What you should do: The line with "let skipped = before", the line with "fn in_region(event: &RawEvent, region: &str)", and all lines between them in the material below: return these exactly, and no others.

= Beginning of Section =

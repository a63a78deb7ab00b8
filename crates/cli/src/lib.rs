use anyhow::{Context, Result};
use clap::Parser;
use std::path::PathBuf;
use std::process::ExitCode;
use std::sync::Arc;
use trailscan_scanner::{Coordinator, ReplaySource, ScanConfig, ScanReport, ScanTrigger};

mod logging;

const EXIT_ABORTED: u8 = 2;
const EXIT_INTERRUPTED: u8 = 130;

#[derive(Debug, Parser)]
#[command(name = "trailscan")]
#[command(about = "Find identifier-shaped fields in CloudTrail event history", long_about = None)]
#[command(version)]
pub struct Cli {
    /// `lookup-events` export to scan (JSON page, NDJSON pages or an array of events)
    events: PathBuf,

    /// TOML file with scan settings; flags below take precedence
    #[arg(long)]
    config: Option<PathBuf>,

    /// Region the event history belongs to
    #[arg(long)]
    region: Option<String>,

    /// Only scan events recorded in the configured region
    #[arg(long)]
    filter_region: bool,

    /// Where to write the CSV summary
    #[arg(long)]
    summary: Option<PathBuf>,

    /// JSON-lines log file, truncated on start
    #[arg(long, default_value = "logs.ndjson")]
    log_file: PathBuf,

    /// Events buffered between pagination and classification
    #[arg(long)]
    queue_capacity: Option<usize>,

    /// Events per page served from the export
    #[arg(long)]
    page_size: Option<usize>,

    /// Retries per page before the scan is aborted
    #[arg(long)]
    max_retries: Option<u32>,

    /// Enable trace logging
    #[arg(short, long)]
    verbose: bool,

    /// Log only warnings and errors
    #[arg(long, conflicts_with = "verbose")]
    quiet: bool,
}

impl Cli {
    fn level_filter(&self) -> Option<log::LevelFilter> {
        if self.quiet {
            Some(log::LevelFilter::Warn)
        } else if self.verbose {
            Some(log::LevelFilter::Trace)
        } else {
            None
        }
    }

    async fn resolve_config(&self) -> Result<ScanConfig> {
        let mut config = match &self.config {
            Some(path) => ScanConfig::load(path)
                .await
                .with_context(|| format!("Couldn't load config {}", path.display()))?,
            None => ScanConfig::default(),
        };
        if let Some(region) = &self.region {
            config.region = region.clone();
        }
        if let Some(summary) = &self.summary {
            config.summary_path = summary.clone();
        }
        if let Some(capacity) = self.queue_capacity {
            config.queue_capacity = capacity;
        }
        if let Some(page_size) = self.page_size {
            config.page_size = page_size;
        }
        if let Some(max_retries) = self.max_retries {
            config.retry.max_retries = max_retries;
        }
        Ok(config)
    }
}

pub async fn main_entry() -> ExitCode {
    let cli = Cli::parse();

    if let Err(err) = logging::init(&cli.log_file, cli.level_filter()) {
        eprintln!("{err:#}");
        return ExitCode::FAILURE;
    }

    match run(&cli).await {
        Ok(report) => {
            log_report(&report);
            match report.trigger {
                ScanTrigger::Completed => ExitCode::SUCCESS,
                ScanTrigger::Aborted => ExitCode::from(EXIT_ABORTED),
                ScanTrigger::Interrupted => ExitCode::from(EXIT_INTERRUPTED),
            }
        }
        Err(err) => {
            log::error!(error:% = format!("{err:#}"); "Scan could not start");
            ExitCode::FAILURE
        }
    }
}

async fn run(cli: &Cli) -> Result<ScanReport> {
    let config = cli.resolve_config().await?;
    let region = cli.filter_region.then_some(config.region.as_str());
    let source = ReplaySource::open(&cli.events, config.page_size, region)
        .await
        .context("Couldn't open event source")?;

    let report = Coordinator::new(Arc::new(source), config)
        .run(interrupt())
        .await?;
    Ok(report)
}

async fn interrupt() {
    if let Err(err) = tokio::signal::ctrl_c().await {
        log::error!(error:% = err; "Couldn't listen for interrupts");
        std::future::pending::<()>().await;
    }
}

fn log_report(report: &ScanReport) {
    let message = match report.trigger {
        ScanTrigger::Completed => "Scan finished",
        ScanTrigger::Aborted => "Scan aborted, summary holds partial results",
        ScanTrigger::Interrupted => "Scan interrupted, summary holds partial results",
    };
    let level = match report.trigger {
        ScanTrigger::Completed => log::Level::Info,
        ScanTrigger::Aborted | ScanTrigger::Interrupted => log::Level::Warn,
    };
    log::log!(
        level,
        pages = report.pagination.pages,
        events = report.worker.events,
        malformed = report.worker.malformed,
        discoveries = report.discoveries.len(),
        duration_ms = report.duration_ms;
        "{message}"
    );
}
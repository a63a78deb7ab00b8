use crate::{EventPage, PageToken, RawEvent, Result, ScanError, SourceError};
use async_trait::async_trait;
use serde::Deserialize;
use std::path::{Path, PathBuf};

/// Paginated access to the audit-event log.
#[async_trait]
pub trait EventSource: Send + Sync {
    /// Fetch the page that starts at `token`, or the first page when `None`.
    async fn lookup_events(
        &self,
        token: Option<&PageToken>,
    ) -> std::result::Result<EventPage, SourceError>;
}

/// Serves a previously exported `lookup-events` dump page by page.
///
/// The dump may be a single `{"Events": [...]}` document, several such
/// documents (one per line, as produced by paging the CLI), or a bare JSON
/// array of events. Continuation tokens are decimal offsets into the dump.
#[derive(Debug)]
pub struct ReplaySource {
    path: PathBuf,
    events: Vec<RawEvent>,
    page_size: usize,
}

#[derive(Deserialize)]
#[serde(untagged)]
enum DumpDocument {
    Page {
        #[serde(rename = "Events")]
        events: Vec<RawEvent>,
    },
    Events(Vec<RawEvent>),
}

#[derive(Deserialize)]
struct RegionProbe {
    #[serde(rename = "awsRegion")]
    aws_region: Option<String>,
}

impl ReplaySource {
    /// Load every event from `path`.
    ///
    /// With `region` set, events whose payload names another `awsRegion` are
    /// left out, the way a regional endpoint would only see its own trail.
    pub async fn open(path: &Path, page_size: usize, region: Option<&str>) -> Result<Self> {
        let raw = tokio::fs::read_to_string(path)
            .await
            .map_err(|err| ScanError::Other(format!("read event dump {}: {err}", path.display())))?;
        let mut source = Self::from_json(&raw, page_size)
            .map_err(|err| ScanError::Other(format!("parse event dump {}: {err}", path.display())))?;
        source.path = path.to_path_buf();

        if let Some(region) = region {
            let before = source.events.len();
            source.events.retain(|event| in_region(event, region));
            let skipped = before - source.events.len();
            if skipped > 0 {
                log::info!(
                    region = region,
                    skipped = skipped;
                    "Skipped events recorded in other regions"
                );
            }
        }

        log::debug!(
            path:% = path.display(),
            events = source.events.len(),
            page_size = source.page_size;
            "Loaded event dump"
        );
        Ok(source)
    }

    pub fn from_json(raw: &str, page_size: usize) -> Result<Self> {
        let mut events = Vec::new();
        for document in serde_json::Deserializer::from_str(raw).into_iter::<DumpDocument>() {
            match document? {
                DumpDocument::Page { events: page } | DumpDocument::Events(page) => {
                    events.extend(page);
                }
            }
        }
        Ok(Self::from_events(events, page_size))
    }

    pub fn from_events(events: Vec<RawEvent>, page_size: usize) -> Self {
        Self {
            path: PathBuf::new(),
            events,
            page_size: page_size.max(1),
        }
    }

    pub fn path(&self) -> &Path {
        &self.path
    }

    pub fn len(&self) -> usize {
        self.events.len()
    }

    pub fn is_empty(&self) -> bool {
        self.events.is_empty()
    }
}

fn in_region(event: &RawEvent, region: &str) -> bool {
    // Unparseable payloads are kept so the worker can report them.
    match serde_json::from_str::<RegionProbe>(event.payload()) {
        Ok(RegionProbe {
            aws_region: Some(recorded),
        }) => recorded == region,
        _ => true,
    }
}

#[async_trait]
impl EventSource for ReplaySource {
    async fn lookup_events(
        &self,
        token: Option<&PageToken>,
    ) -> std::result::Result<EventPage, SourceError> {
        let start = match token {
            None => 0,
            Some(token) => token
                .as_str()
                .parse::<usize>()
                .ok()
                .filter(|offset| *offset <= self.events.len())
                .ok_or_else(|| SourceError::Malformed(format!("unknown next token {token}")))?,
        };
        let end = (start + self.page_size).min(self.events.len());
        let next_token = (end < self.events.len()).then(|| PageToken::new(end.to_string()));

        Ok(EventPage::new(self.events[start..end].to_vec(), next_token))
    }
}
use once_cell::sync::Lazy;
use regex::Regex;
use serde::{Deserialize, Serialize};

const ARN_PREFIX: &str = "arn:";

// Letters, a hyphen, then a 17- or 8-character alphanumeric body (`i-0123456789abcdef0`,
// `sg-0a1b2c3d`). Anchored so `x-12345678-tail` does not match.
static RESOURCE_ID: Lazy<Regex> = Lazy::new(|| {
    Regex::new(r"^[a-zA-Z]+-([a-zA-Z0-9]{17}|[a-zA-Z0-9]{8})$")
        .expect("Invalid resource id regex pattern")
});

#[derive(Debug, Clone, Copy, PartialEq, Eq, Serialize, Deserialize)]
#[serde(rename_all = "snake_case")]
pub enum IdentifierKind {
    /// Starts with `arn:`
    Arn,
    /// `<prefix>-<8 or 17 alphanumerics>`
    ResourceId,
}

impl IdentifierKind {
    #[must_use]
    pub const fn as_str(self) -> &'static str {
        match self {
            Self::Arn => "arn",
            Self::ResourceId => "resource_id",
        }
    }
}

/// Which identifier shape `value` has, if any. ARN wins when both would match.
#[must_use]
pub fn identify(value: &str) -> Option<IdentifierKind> {
    if value.starts_with(ARN_PREFIX) {
        return Some(IdentifierKind::Arn);
    }
    if RESOURCE_ID.is_match(value) {
        return Some(IdentifierKind::ResourceId);
    }
    None
}

/// True if `value` looks like a resource identifier worth recording.
#[must_use]
pub fn classify(value: &str) -> bool {
    identify(value).is_some()
}
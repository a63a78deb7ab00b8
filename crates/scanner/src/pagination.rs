use crate::{EventPage, EventSource, PageToken, RawEvent, RetryPolicy, SourceError};
use serde::{Deserialize, Serialize};
use tokio::sync::mpsc;
use tokio_util::sync::CancellationToken;

/// How a pagination run ended.
#[derive(Debug, Clone, Copy, Default, PartialEq, Eq, Serialize, Deserialize)]
#[serde(rename_all = "snake_case")]
pub enum PaginationOutcome {
    /// The source returned a page without a continuation token.
    #[default]
    Completed,
    /// Retry budget exhausted, a non-retryable source error, or the worker went away.
    Aborted,
    /// Stopped through the cancellation token.
    Cancelled,
}

#[derive(Debug, Clone, Default, PartialEq, Eq, Serialize, Deserialize)]
pub struct PaginationReport {
    pub outcome: PaginationOutcome,
    /// Pages fetched successfully
    pub pages: usize,
    /// Events handed to the worker queue
    pub events: usize,
    /// Lookup calls issued, retries included
    pub fetch_attempts: usize,
    pub retries: usize,
    #[serde(skip_serializing_if = "Option::is_none")]
    pub abort_reason: Option<String>,
}

enum DriverState {
    Fetching,
    Retrying(SourceError),
    DrainingPage(EventPage),
    Done,
    Aborted(String),
    Cancelled,
}

/// Walks the event log page by page and feeds every event into the worker queue.
///
/// The driver holds the only sender of the queue, so dropping it (by letting
/// [`PaginationDriver::run`] return) is what tells the worker to finish.
pub struct PaginationDriver<'a> {
    source: &'a dyn EventSource,
    events: mpsc::Sender<RawEvent>,
    retry: RetryPolicy,
    cancel: CancellationToken,
}

impl<'a> PaginationDriver<'a> {
    pub fn new(
        source: &'a dyn EventSource,
        events: mpsc::Sender<RawEvent>,
        retry: RetryPolicy,
        cancel: CancellationToken,
    ) -> Self {
        Self {
            source,
            events,
            retry,
            cancel,
        }
    }

    pub async fn run(self) -> PaginationReport {
        let mut report = PaginationReport::default();
        let mut token: Option<PageToken> = None;
        let mut retries_in_row: u32 = 0;
        let mut state = DriverState::Fetching;

        loop {
            state = match state {
                DriverState::Fetching => self.fetch(token.as_ref(), &mut report).await,
                DriverState::Retrying(err) => {
                    if !err.is_transient() {
                        log::error!(
                            error:% = err,
                            next_token = token_label(token.as_ref());
                            "Lookup failed with a non-retryable error"
                        );
                        DriverState::Aborted(err.to_string())
                    } else if retries_in_row >= self.retry.max_retries {
                        log::error!(
                            error:% = err,
                            next_token = token_label(token.as_ref()),
                            attempts = retries_in_row + 1;
                            "Giving up on lookup after exhausting retries"
                        );
                        DriverState::Aborted(format!(
                            "{err} (after {} attempts)",
                            retries_in_row + 1
                        ))
                    } else {
                        retries_in_row += 1;
                        report.retries += 1;
                        self.back_off(retries_in_row, token.as_ref()).await
                    }
                }
                DriverState::DrainingPage(page) => {
                    retries_in_row = 0;
                    report.pages += 1;
                    let EventPage { events, next_token } = page;
                    if let Some(stop) = self.push_page(events, &mut report).await {
                        stop
                    } else {
                        match next_token {
                            Some(next) => {
                                token = Some(next);
                                DriverState::Fetching
                            }
                            None => DriverState::Done,
                        }
                    }
                }
                DriverState::Done => {
                    report.outcome = PaginationOutcome::Completed;
                    break;
                }
                DriverState::Aborted(reason) => {
                    report.outcome = PaginationOutcome::Aborted;
                    report.abort_reason = Some(reason);
                    break;
                }
                DriverState::Cancelled => {
                    report.outcome = PaginationOutcome::Cancelled;
                    break;
                }
            };
        }

        log::info!(
            outcome:? = report.outcome,
            pages = report.pages,
            events = report.events,
            fetch_attempts = report.fetch_attempts;
            "Pagination finished"
        );
        report
    }

    async fn fetch(&self, token: Option<&PageToken>, report: &mut PaginationReport) -> DriverState {
        if self.cancel.is_cancelled() {
            return DriverState::Cancelled;
        }
        report.fetch_attempts += 1;
        log::info!(next_token = token_label(token); "Looking up events");

        let result = tokio::select! {
            biased;
            () = self.cancel.cancelled() => return DriverState::Cancelled,
            result = self.source.lookup_events(token) => result,
        };

        match result {
            Ok(page) => DriverState::DrainingPage(page),
            Err(err) => {
                log::error!(
                    error:% = err,
                    next_token = token_label(token);
                    "Couldn't look up events"
                );
                DriverState::Retrying(err)
            }
        }
    }

    async fn back_off(&self, retry: u32, token: Option<&PageToken>) -> DriverState {
        let delay = self.retry.delay_for(retry);
        log::warn!(
            next_token = token_label(token),
            retry = retry,
            delay_ms = delay.as_millis() as u64;
            "Retrying lookup"
        );
        tokio::select! {
            biased;
            () = self.cancel.cancelled() => DriverState::Cancelled,
            () = tokio::time::sleep(delay) => DriverState::Fetching,
        }
    }

    /// Push a page in order; `Some` means the run has to stop early.
    async fn push_page(
        &self,
        events: Vec<RawEvent>,
        report: &mut PaginationReport,
    ) -> Option<DriverState> {
        for event in events {
            let sent = tokio::select! {
                biased;
                () = self.cancel.cancelled() => return Some(DriverState::Cancelled),
                sent = self.events.send(event) => sent,
            };
            if let Err(err) = sent {
                log::error!(event_id = err.0.event_id(); "Event worker stopped accepting events");
                return Some(DriverState::Aborted("event worker stopped".to_string()));
            }
            report.events += 1;
        }
        None
    }
}

fn token_label(token: Option<&PageToken>) -> &str {
    token.map(PageToken::as_str).unwrap_or_default()
}

#[cfg(test)]
mod tests {
    use super::*;
    use async_trait::async_trait;
    use pretty_assertions::assert_eq;
    use std::collections::VecDeque;
    use std::sync::Mutex;

    /// Replays a fixed script of lookup results and records the tokens it was asked for.
    struct ScriptedSource {
        script: Mutex<VecDeque<Result<EventPage, SourceError>>>,
        fallback: Option<SourceError>,
        calls: Mutex<Vec<Option<String>>>,
    }

    impl ScriptedSource {
        fn new(script: Vec<Result<EventPage, SourceError>>) -> Self {
            Self {
                script: Mutex::new(script.into()),
                fallback: None,
                calls: Mutex::new(Vec::new()),
            }
        }

        fn always_failing() -> Self {
            Self {
                script: Mutex::new(VecDeque::new()),
                fallback: Some(SourceError::Transient("throttled".to_string())),
                calls: Mutex::new(Vec::new()),
            }
        }

        fn calls(&self) -> Vec<Option<String>> {
            self.calls.lock().unwrap().clone()
        }
    }

    #[async_trait]
    impl EventSource for ScriptedSource {
        async fn lookup_events(&self, token: Option<&PageToken>) -> Result<EventPage, SourceError> {
            self.calls
                .lock()
                .unwrap()
                .push(token.map(|t| t.as_str().to_string()));
            let next = self.script.lock().unwrap().pop_front();
            match (next, &self.fallback) {
                (Some(result), _) => result,
                (None, Some(err)) => Err(err.clone()),
                (None, None) => panic!("lookup called past the end of the script"),
            }
        }
    }

    fn page(ids: &[&str], next: Option<&str>) -> Result<EventPage, SourceError> {
        let events = ids
            .iter()
            .map(|id| RawEvent::new(*id, "Test", "{}"))
            .collect();
        Ok(EventPage::new(events, next.map(PageToken::new)))
    }

    fn fast_retry() -> RetryPolicy {
        RetryPolicy {
            max_retries: 3,
            base_backoff_ms: 10,
            max_backoff_ms: 100,
        }
    }

    async fn drive(source: &dyn EventSource, capacity: usize) -> (PaginationReport, Vec<String>) {
        let (tx, mut rx) = mpsc::channel(capacity);
        let driver = PaginationDriver::new(source, tx, fast_retry(), CancellationToken::new());
        let report = driver.run().await;
        let mut ids = Vec::new();
        while let Some(event) = rx.recv().await {
            ids.push(event.event_id().to_string());
        }
        (report, ids)
    }

    #[tokio::test]
    async fn fetches_exactly_one_call_per_page() {
        let source = ScriptedSource::new(vec![
            page(&["a", "b"], Some("t1")),
            page(&["c"], Some("t2")),
            page(&["d"], None),
        ]);

        let (report, ids) = drive(&source, 16).await;

        assert_eq!(report.outcome, PaginationOutcome::Completed);
        assert_eq!(report.fetch_attempts, 3);
        assert_eq!(report.pages, 3);
        assert_eq!(report.events, 4);
        assert_eq!(ids, vec!["a", "b", "c", "d"]);
        assert_eq!(
            source.calls(),
            vec![None, Some("t1".to_string()), Some("t2".to_string())]
        );
    }

    #[tokio::test]
    async fn empty_page_with_token_keeps_going() {
        let source = ScriptedSource::new(vec![page(&[], Some("t1")), page(&["a"], None)]);
        let (report, ids) = drive(&source, 4).await;
        assert_eq!(report.pages, 2);
        assert_eq!(ids, vec!["a"]);
    }

    #[tokio::test(start_paused = true)]
    async fn gives_up_after_retry_budget() {
        let source = ScriptedSource::always_failing();

        let (report, ids) = drive(&source, 4).await;

        assert_eq!(report.outcome, PaginationOutcome::Aborted);
        assert_eq!(report.fetch_attempts, 4);
        assert_eq!(report.retries, 3);
        assert!(ids.is_empty());
        assert!(report.abort_reason.unwrap().contains("after 4 attempts"));
    }

    #[tokio::test(start_paused = true)]
    async fn retries_keep_the_token_and_reset_after_success() {
        let throttled = || Err(SourceError::Transient("throttled".to_string()));
        let source = ScriptedSource::new(vec![
            page(&["a"], Some("t1")),
            throttled(),
            throttled(),
            throttled(),
            page(&["b"], Some("t2")),
            throttled(),
            throttled(),
            page(&["c"], None),
        ]);

        let (report, ids) = drive(&source, 4).await;

        assert_eq!(report.outcome, PaginationOutcome::Completed);
        assert_eq!(report.retries, 5);
        assert_eq!(report.fetch_attempts, 8);
        assert_eq!(ids, vec!["a", "b", "c"]);
        let calls = source.calls();
        assert_eq!(&calls[1..5], &vec![Some("t1".to_string()); 4][..]);
    }

    #[tokio::test(start_paused = true)]
    async fn partial_results_survive_an_abort() {
        let throttled = || Err(SourceError::Transient("throttled".to_string()));
        let source = ScriptedSource::new(vec![
            page(&["a", "b"], Some("t1")),
            throttled(),
            throttled(),
            throttled(),
            throttled(),
        ]);

        let (report, ids) = drive(&source, 4).await;

        assert_eq!(report.outcome, PaginationOutcome::Aborted);
        assert_eq!(ids, vec!["a", "b"]);
    }

    #[tokio::test]
    async fn non_retryable_error_aborts_immediately() {
        let source = ScriptedSource::new(vec![Err(SourceError::Malformed("bad token".to_string()))]);
        let (report, _) = drive(&source, 4).await;
        assert_eq!(report.outcome, PaginationOutcome::Aborted);
        assert_eq!(report.fetch_attempts, 1);
        assert_eq!(report.retries, 0);
    }

    #[tokio::test]
    async fn cancellation_stops_before_the_next_fetch() {
        let source = ScriptedSource::new(vec![page(&["a"], Some("t1")), page(&["b"], None)]);
        let (tx, _rx) = mpsc::channel(4);
        let cancel = CancellationToken::new();
        cancel.cancel();

        let report = PaginationDriver::new(&source, tx, fast_retry(), cancel)
            .run()
            .await;

        assert_eq!(report.outcome, PaginationOutcome::Cancelled);
        assert_eq!(report.fetch_attempts, 0);
        assert!(source.calls().is_empty());
    }

    #[tokio::test]
    async fn cancellation_unblocks_a_full_queue() {
        let source = ScriptedSource::new(vec![page(&["a", "b", "c"], None)]);
        // capacity 1 and nobody receiving: the second push blocks until cancelled
        let (tx, _rx) = mpsc::channel(1);
        let cancel = CancellationToken::new();
        let trigger = cancel.clone();

        let driver = PaginationDriver::new(&source, tx, fast_retry(), cancel);
        let (report, ()) = tokio::join!(driver.run(), async move {
            tokio::task::yield_now().await;
            trigger.cancel();
        });

        assert_eq!(report.outcome, PaginationOutcome::Cancelled);
        assert_eq!(report.events, 1);
    }

    #[tokio::test]
    async fn closed_queue_aborts() {
        let source = ScriptedSource::new(vec![page(&["a"], Some("t1"))]);
        let (tx, rx) = mpsc::channel(4);
        drop(rx);

        let report = PaginationDriver::new(&source, tx, fast_retry(), CancellationToken::new())
            .run()
            .await;

        assert_eq!(report.outcome, PaginationOutcome::Aborted);
        assert_eq!(report.events, 0);
    }
}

= End of Section =

Reply:
            let skipped = before - source.events.len();
            if skipped > 0 {
                log::info!(
                    region = region,
                    skipped = skipped;
                    "Skipped events recorded in other regions"
                );
            }
        }

        log::debug!(
            path:% = path.display(),
            events = source.events.len(),
            page_size = source.page_size;
            "Loaded event dump"
        );
        Ok(source)
    }

    pub fn from_json(raw: &str, page_size: usize) -> Result<Self> {
        let mut events = Vec::new();
        for document in serde_json::Deserializer::from_str(raw).into_iter::<DumpDocument>() {
            match document? {
                DumpDocument::Page { events: page } | DumpDocument::Events(page) => {
                    events.extend(page);
                }
            }
        }
        Ok(Self::from_events(events, page_size))
    }

    pub fn from_events(events: Vec<RawEvent>, page_size: usize) -> Self {
        Self {
            path: PathBuf::new(),
            events,
            page_size: page_size.max(1),
        }
    }

    pub fn path(&self) -> &Path {
        &self.path
    }

    pub fn len(&self) -> usize {
        self.events.len()
    }

    pub fn is_empty(&self) -> bool {
        self.events.is_empty()
    }
}

fn in_region(event: &RawEvent, region: &str) -> bool {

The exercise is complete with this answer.